La question de savoir si Platon reconnaît quelque chose comme un « plaisir esthétique », qui serait associé particulièrement aux arts, par opposition à d’autres types de plaisir, est posée par C. Janaway. D’après ce dernier, Platon reconnaît que les arts procurent un plaisir esthétique, mais il n’y voit pas une composante essentielle de la vie humaine : les raisons de ce rejet sont données dans la République[22]. C. Janaway, dans les chapitres 4-6 de son ouvrage Images of Excellence, montre que le contrôle et la censure opérés sur les arts reposent sur des prémisses, révélant la sensibilité de Platon à l’importance des arts, en particulier aux effets de la mimesis sur le caractère, à travers le processus d’assimilation et d’identification qu’elle produit.

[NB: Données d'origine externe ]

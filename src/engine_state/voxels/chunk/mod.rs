//! # Chunk Module
//!
//! This module provides the `Chunk` struct: a 32x32x32 block of packed voxels plus the
//! lifecycle flags the pipeline uses to decide which stage a chunk needs next.
//!
//! ## Memory Layout
//!
//! Voxels are stored in one flat buffer of `CHUNK_SIZE` entries, x fastest, then z,
//! then y:
//!
//! ```text
//! index = x + z * CHUNK_DIMENSION + y * CHUNK_PLANE_SIZE
//! ```
//!
//! Terrain generation, both meshers and the water simulation all index through
//! [`Chunk::index`], so there is exactly one layout in the crate. Keeping y slowest
//! means one horizontal layer is a contiguous run of `CHUNK_PLANE_SIZE` voxels, which
//! is what the water simulation copies when it snapshots a chunk's top layer.
//!
//! ## Lifecycle
//!
//! 1. Created zeroed (all Air) by the streamer
//! 2. Filled exactly once by a terrain job (`has_voxel_data`)
//! 3. Mutated in place by the water simulation (`dirty`)
//! 4. Meshed whenever dirty and inside render range (`has_mesh`)
//! 5. Dropped when the streamer no longer needs it

use cgmath::Point3;

use crate::engine_state::rendering::meshing::ChunkMeshBuffers;

use super::voxel::Voxel;

pub mod neighborhood;

/// The dimension (width, height, depth) of a chunk in voxels.
pub const CHUNK_DIMENSION: i32 = 32;
/// The number of voxels in a single horizontal layer of a chunk (CHUNK_DIMENSION²).
pub const CHUNK_PLANE_SIZE: i32 = CHUNK_DIMENSION * CHUNK_DIMENSION;
/// The total number of voxels in a chunk (CHUNK_DIMENSION³).
pub const CHUNK_SIZE: i32 = CHUNK_PLANE_SIZE * CHUNK_DIMENSION;

/// Transient per-chunk flags.
///
/// These are plain booleans rather than a state enum because several can hold at once:
/// a chunk can have a mesh, be dirty again, and be queued for re-meshing.
#[derive(Copy, Clone, Debug, Default, PartialEq, Eq)]
pub struct ChunkState {
    /// The voxel buffer has been filled by terrain generation.
    pub has_voxel_data: bool,
    /// A terrain job for this chunk is in flight.
    pub terrain_generating: bool,
    /// A mesh job for this chunk is in flight or its buffers await the finalizer.
    pub mesh_generating: bool,
    /// The finalizer currently holds a mesh for this chunk.
    pub has_mesh: bool,
    /// The voxel buffer changed since the last mesh was built.
    pub dirty: bool,
    /// The chunk lies inside render range and should be meshed.
    pub generate_mesh: bool,
}

/// A 32x32x32 block of voxels at a fixed chunk coordinate.
pub struct Chunk {
    /// The position of this chunk in chunk coordinates (not voxel coordinates).
    pub position: Point3<i32>,
    /// Lifecycle flags.
    pub state: ChunkState,
    voxels: Vec<Voxel>,
    pending_mesh: Option<ChunkMeshBuffers>,
}

impl Chunk {
    /// Creates an all-Air chunk with no voxel data yet.
    pub fn new(position: Point3<i32>) -> Self {
        Self {
            position,
            state: ChunkState::default(),
            voxels: vec![Voxel::AIR; CHUNK_SIZE as usize],
            pending_mesh: None,
        }
    }

    /// Flat buffer index of a chunk-local coordinate.
    ///
    /// # Panics
    /// Debug builds assert the coordinate lies inside the chunk.
    #[inline]
    pub fn index(x: i32, y: i32, z: i32) -> usize {
        debug_assert!(Self::contains_local(x, y, z), "({x}, {y}, {z}) outside chunk");
        (x + z * CHUNK_DIMENSION + y * CHUNK_PLANE_SIZE) as usize
    }

    /// Inverse of [`Chunk::index`].
    #[inline]
    pub fn coords_of(index: usize) -> (i32, i32, i32) {
        let index = index as i32;
        (
            index % CHUNK_DIMENSION,
            index / CHUNK_PLANE_SIZE,
            (index / CHUNK_DIMENSION) % CHUNK_DIMENSION,
        )
    }

    #[inline]
    pub fn contains_local(x: i32, y: i32, z: i32) -> bool {
        (0..CHUNK_DIMENSION).contains(&x)
            && (0..CHUNK_DIMENSION).contains(&y)
            && (0..CHUNK_DIMENSION).contains(&z)
    }

    /// World-space voxel coordinate of this chunk's (0, 0, 0) corner.
    pub fn world_origin(&self) -> Point3<i32> {
        chunk_origin(self.position)
    }

    pub fn voxels(&self) -> &[Voxel] {
        &self.voxels
    }

    pub fn voxels_mut(&mut self) -> &mut [Voxel] {
        &mut self.voxels
    }

    #[inline]
    pub fn voxel_at(&self, x: i32, y: i32, z: i32) -> Voxel {
        self.voxels[Self::index(x, y, z)]
    }

    #[inline]
    pub fn set_voxel_at(&mut self, x: i32, y: i32, z: i32, voxel: Voxel) {
        self.voxels[Self::index(x, y, z)] = voxel;
    }

    /// Replaces the voxel buffer with generated content and marks the chunk as having
    /// voxel data.
    ///
    /// # Panics
    /// Panics if `voxels` is not exactly `CHUNK_SIZE` long.
    pub fn install_voxels(&mut self, voxels: Vec<Voxel>) {
        assert_eq!(voxels.len(), CHUNK_SIZE as usize, "voxel buffer has wrong size");
        self.voxels = voxels;
        self.state.has_voxel_data = true;
        self.state.terrain_generating = false;
        self.state.dirty = true;
    }

    /// Copy of one horizontal layer, `CHUNK_PLANE_SIZE` voxels in x-then-z order.
    pub fn layer(&self, y: i32) -> Box<[Voxel]> {
        let start = (y * CHUNK_PLANE_SIZE) as usize;
        self.voxels[start..start + CHUNK_PLANE_SIZE as usize].into()
    }

    /// Sum of all water levels in the chunk.
    pub fn total_water(&self) -> u64 {
        self.voxels.iter().map(|voxel| voxel.water_level() as u64).sum()
    }

    /// Stores freshly built mesh buffers until the finalizer collects them.
    pub fn set_pending_mesh(&mut self, buffers: ChunkMeshBuffers) {
        self.pending_mesh = Some(buffers);
    }

    /// Takes the pending mesh buffers. Each set is handed out exactly once.
    pub fn take_pending_mesh(&mut self) -> Option<ChunkMeshBuffers> {
        self.pending_mesh.take()
    }

    pub fn has_pending_mesh(&self) -> bool {
        self.pending_mesh.is_some()
    }
}

/// World-space voxel coordinate of a chunk's (0, 0, 0) corner.
pub fn chunk_origin(position: Point3<i32>) -> Point3<i32> {
    Point3::new(
        position.x * CHUNK_DIMENSION,
        position.y * CHUNK_DIMENSION,
        position.z * CHUNK_DIMENSION,
    )
}

/// Chunk coordinate containing a world-space point. Uses floor division so negative
/// coordinates land in the chunk that actually contains them.
pub fn world_to_chunk_position(position: Point3<f32>) -> Point3<i32> {
    let edge = CHUNK_DIMENSION as f32;
    Point3::new(
        (position.x / edge).floor() as i32,
        (position.y / edge).floor() as i32,
        (position.z / edge).floor() as i32,
    )
}

/// Chunk coordinate containing a world-space voxel.
pub fn voxel_to_chunk_position(voxel: Point3<i32>) -> Point3<i32> {
    Point3::new(
        voxel.x.div_euclid(CHUNK_DIMENSION),
        voxel.y.div_euclid(CHUNK_DIMENSION),
        voxel.z.div_euclid(CHUNK_DIMENSION),
    )
}

#[cfg(test)]
mod tests {
    use super::*;

    #[test]
    fn test_index_layout_is_x_then_z_then_y() {
        assert_eq!(Chunk::index(1, 0, 0), 1);
        assert_eq!(Chunk::index(0, 0, 1), CHUNK_DIMENSION as usize);
        assert_eq!(Chunk::index(0, 1, 0), CHUNK_PLANE_SIZE as usize);
        for index in [0, 1, 33, 1025, 4000, CHUNK_SIZE as usize - 1] {
            let (x, y, z) = Chunk::coords_of(index);
            assert_eq!(Chunk::index(x, y, z), index);
        }
    }

    #[test]
    fn test_world_to_chunk_uses_floor() {
        assert_eq!(world_to_chunk_position(Point3::new(0.0, 31.9, 32.0)), Point3::new(0, 0, 1));
        assert_eq!(world_to_chunk_position(Point3::new(-0.1, -32.0, -32.1)), Point3::new(-1, -1, -2));
        assert_eq!(voxel_to_chunk_position(Point3::new(-1, 31, 64)), Point3::new(-1, 0, 2));
    }

    #[test]
    fn test_layer_and_water_totals() {
        let mut chunk = Chunk::new(Point3::new(0, 0, 0));
        chunk.set_voxel_at(3, 31, 4, Voxel::AIR.with_water_level(5));
        chunk.set_voxel_at(0, 0, 0, Voxel::AIR.with_water_level(2));
        assert_eq!(chunk.total_water(), 7);

        let top = chunk.layer(31);
        assert_eq!(top.len(), CHUNK_PLANE_SIZE as usize);
        assert_eq!(top[(3 + 4 * CHUNK_DIMENSION) as usize].water_level(), 5);
    }

    #[test]
    fn test_install_marks_voxel_data() {
        let mut chunk = Chunk::new(Point3::new(1, 2, 3));
        chunk.state.terrain_generating = true;
        chunk.install_voxels(vec![Voxel::new(1); CHUNK_SIZE as usize]);
        assert!(chunk.state.has_voxel_data);
        assert!(chunk.state.dirty);
        assert!(!chunk.state.terrain_generating);
        assert_eq!(chunk.world_origin(), Point3::new(32, 64, 96));
    }
}
//! # Engine State Module
//!
//! The core engine module that owns the voxel world and drives it through the
//! per-tick pipeline.
//!
//! ## Key Components
//!
//! * `EngineState` - The coordinator that runs one pipeline tick at a time
//! * `voxels` - Voxel data, chunks, streaming, terrain and water
//! * `rendering` - Greedy meshing and the mesh finalizer boundary
//! * `task_management` - The worker pool and its stage barriers
//! * `settings` - The JSON world definition
//!
//! ## Architecture
//!
//! A tick runs these stages strictly in order, each ending in a barrier:
//!
//! ```text
//! stream -> terrain -> water (when due) -> mesh -> finalize
//! ```
//!
//! Jobs inside a stage run in parallel on the worker pool and only touch their own
//! chunk plus read-only neighbor data. The chunk store itself is only changed by the
//! streamer, while no job is in flight.

use std::sync::Arc;

use cgmath::Point3;
use log::debug;
use web_time::Instant;

use rendering::finalizer::{MeshFinalizer, MeshHandoff};
use rendering::tasks::chunk_mesh_generation_task::ChunkMeshGenerationTask;
use settings::{EngineSettings, WorldResources};
use task_management::TaskManager;
use voxels::block::texture_table::BlockTextureTable;
use voxels::chunk::world_to_chunk_position;
use voxels::streaming::ChunkStreamer;
use voxels::tasks::chunk_generation_task::ChunkGenerationTask;
use voxels::terrain::TerrainConfig;
use voxels::water::{WaterSimulator, WaterTickReport};
use voxels::world::World;

pub mod error;
pub mod rendering;
pub mod settings;
pub mod task_management;
pub mod voxels;

/// What one call to [`EngineState::tick`] did.
#[derive(Clone, Debug, Default, PartialEq, Eq)]
pub struct TickReport {
    /// Chunks the streamer created.
    pub created: usize,
    /// Chunks the streamer destroyed.
    pub destroyed: usize,
    /// Chunks that received terrain.
    pub generated: usize,
    /// Present when a water tick ran.
    pub water: Option<WaterTickReport>,
    /// Chunks whose meshes were rebuilt.
    pub meshed: usize,
    /// Chunks whose meshes were handed to the finalizer.
    pub finalized: usize,
}

/// The main state container for the voxel engine.
///
/// Owns the world, the worker pool and the finalizer that receives finished meshes.
///
/// # Examples
///
/// ```
/// use cgmath::Point3;
/// use voxel_world::engine_state::rendering::MeshStore;
/// use voxel_world::engine_state::settings::WorldDefinition;
/// use voxel_world::engine_state::EngineState;
///
/// let mut definition = WorldDefinition::builtin().unwrap();
/// definition.engine.load_radius = 1;
/// definition.engine.render_radius = 1;
/// let resources = definition.build().unwrap();
///
/// let mut engine = EngineState::new(resources, MeshStore::new());
/// let report = engine.tick(Point3::new(0.0, 0.0, 0.0), web_time::Instant::now());
/// assert_eq!(report.created, 7);
/// assert_eq!(report.generated, 7);
/// ```
pub struct EngineState<F: MeshFinalizer> {
    world: World,
    streamer: ChunkStreamer,
    task_manager: TaskManager,
    water: WaterSimulator,
    settings: EngineSettings,
    textures: Arc<BlockTextureTable>,
    terrain: Arc<TerrainConfig>,
    finalizer: F,
}

impl<F: MeshFinalizer> EngineState<F> {
    /// Creates an engine with an empty world. Nothing is loaded until the first tick.
    ///
    /// # Arguments
    /// * `resources` - Resolved world definition
    /// * `finalizer` - Receiver of finished chunk meshes
    pub fn new(resources: WorldResources, finalizer: F) -> Self {
        let WorldResources {
            settings,
            textures,
            terrain,
            ..
        } = resources;

        Self {
            world: World::new(),
            streamer: ChunkStreamer::new(settings.load_radius, settings.render_radius),
            task_manager: TaskManager::new(settings.worker_count),
            water: WaterSimulator::new(settings.water_tick_interval()),
            settings,
            textures,
            terrain,
            finalizer,
        }
    }

    /// Runs one full pipeline tick for an observer at `observer` (world space).
    ///
    /// `now` drives the water clock; a water tick runs when the configured interval has
    /// elapsed since the previous one.
    pub fn tick(&mut self, observer: Point3<f32>, now: Instant) -> TickReport {
        let start = Instant::now();
        let mut report = TickReport::default();

        self.stream(world_to_chunk_position(observer), &mut report);
        report.generated = self.generate_terrain();
        if self.water.due(now) {
            report.water = Some(self.water.simulate_tick(&self.world, &mut self.task_manager));
        }
        report.meshed = self.generate_meshes();
        report.finalized = self.finalize_meshes();

        debug!("Tick finished in {:?}: {:?}", start.elapsed(), report);
        report
    }

    /// Runs one water tick immediately, regardless of the water clock.
    ///
    /// Changed chunks are re-meshed on the next [`tick`](Self::tick).
    pub fn step_water(&mut self) -> WaterTickReport {
        self.water.simulate_tick(&self.world, &mut self.task_manager)
    }

    pub fn world(&self) -> &World {
        &self.world
    }

    /// Mutable world access, for seeding content between ticks.
    pub fn world_mut(&mut self) -> &mut World {
        &mut self.world
    }

    pub fn finalizer(&self) -> &F {
        &self.finalizer
    }

    pub fn finalizer_mut(&mut self) -> &mut F {
        &mut self.finalizer
    }

    pub fn settings(&self) -> &EngineSettings {
        &self.settings
    }

    fn stream(&mut self, observer_chunk: Point3<i32>, report: &mut TickReport) {
        assert!(
            self.task_manager.is_idle(),
            "chunk store changed while jobs are in flight"
        );
        let Some(update) = self.streamer.update(observer_chunk, &mut self.world) else {
            return;
        };

        report.created = update.created.len();
        report.destroyed = update.destroyed.len();

        for chunk in &update.destroyed {
            self.finalizer.release(chunk.get().position);
        }
        for position in update.render_disabled {
            self.finalizer.release(position);
            if let Some(chunk) = self.world.get_chunk_at(position) {
                chunk.get_mut().state.has_mesh = false;
            }
        }
    }

    fn generate_terrain(&mut self) -> usize {
        let start = Instant::now();
        let mut jobs = 0;
        for position in self.world.sorted_positions() {
            let Some(chunk) = self.world.get_chunk_at(position) else {
                continue;
            };
            {
                let mut chunk = chunk.get_mut();
                if chunk.state.has_voxel_data || chunk.state.terrain_generating {
                    continue;
                }
                chunk.state.terrain_generating = true;
            }
            self.task_manager.publish_task(Box::new(ChunkGenerationTask::new(
                chunk,
                position,
                self.terrain.clone(),
            )));
            jobs += 1;
        }
        if jobs == 0 {
            return 0;
        }

        self.task_manager.wait_for_all(&self.world);
        debug!("Terrain stage generated {} chunks in {:?}", jobs, start.elapsed());
        jobs
    }

    fn generate_meshes(&mut self) -> usize {
        let start = Instant::now();
        let mut jobs = 0;
        for position in self.world.sorted_positions() {
            let Some(chunk) = self.world.get_chunk_at(position) else {
                continue;
            };
            {
                let mut chunk = chunk.get_mut();
                let state = chunk.state;
                if !(state.dirty && state.has_voxel_data && state.generate_mesh) || state.mesh_generating {
                    continue;
                }
                chunk.state.mesh_generating = true;
            }
            let neighbors = self.world.generated_neighbors_of(position);
            self.task_manager.publish_task(Box::new(ChunkMeshGenerationTask::new(
                chunk,
                neighbors,
                self.textures.clone(),
            )));
            jobs += 1;
        }
        if jobs == 0 {
            return 0;
        }

        self.task_manager.wait_for_all(&self.world);
        debug!("Mesh stage built {} chunks in {:?}", jobs, start.elapsed());
        jobs
    }

    fn finalize_meshes(&mut self) -> usize {
        let mut finalized = 0;
        for position in self.world.sorted_positions() {
            let Some(chunk) = self.world.get_chunk_at(position) else {
                continue;
            };
            let buffers = {
                let mut chunk = chunk.get_mut();
                let Some(buffers) = chunk.take_pending_mesh() else {
                    continue;
                };
                chunk.state.mesh_generating = false;
                if buffers.is_empty() {
                    chunk.state.has_mesh = false;
                }
                buffers
            };

            if buffers.is_empty() {
                self.finalizer.release(position);
            } else {
                self.finalizer.finalize(MeshHandoff::new(position, buffers));
                finalized += 1;
            }
        }
        finalized
    }
}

Lorsque Platon commence à examiner ce qu’est l’éducation, d’une part, il place au centre de sa réflexion le plaisir — en ce sens que c’est un certain type de plaisir, qui est le critère de l’éducation —, et d’autre part, il met l’éducation en rapport avec l’art. Ainsi dans les Lois, le plaisir est d’abord le critère d’identification de l’homme bien éduqué, c’est-à-dire de l’homme qui prend plaisir au beau, le beau étant une des clefs de la définition de l’éducation[23]. Or être bien éduqué consiste à pratiquer les choeurs, c’est-à-dire non pas à chanter et à danser comme il faut, mais à avoir la capacité de discerner le beau, cette capacité n’étant pas exprimée, par Platon, en termes intellectuels (puisqu’elle n’apparaît pas fondée sur une connaissance), mais en termes sensibles[24].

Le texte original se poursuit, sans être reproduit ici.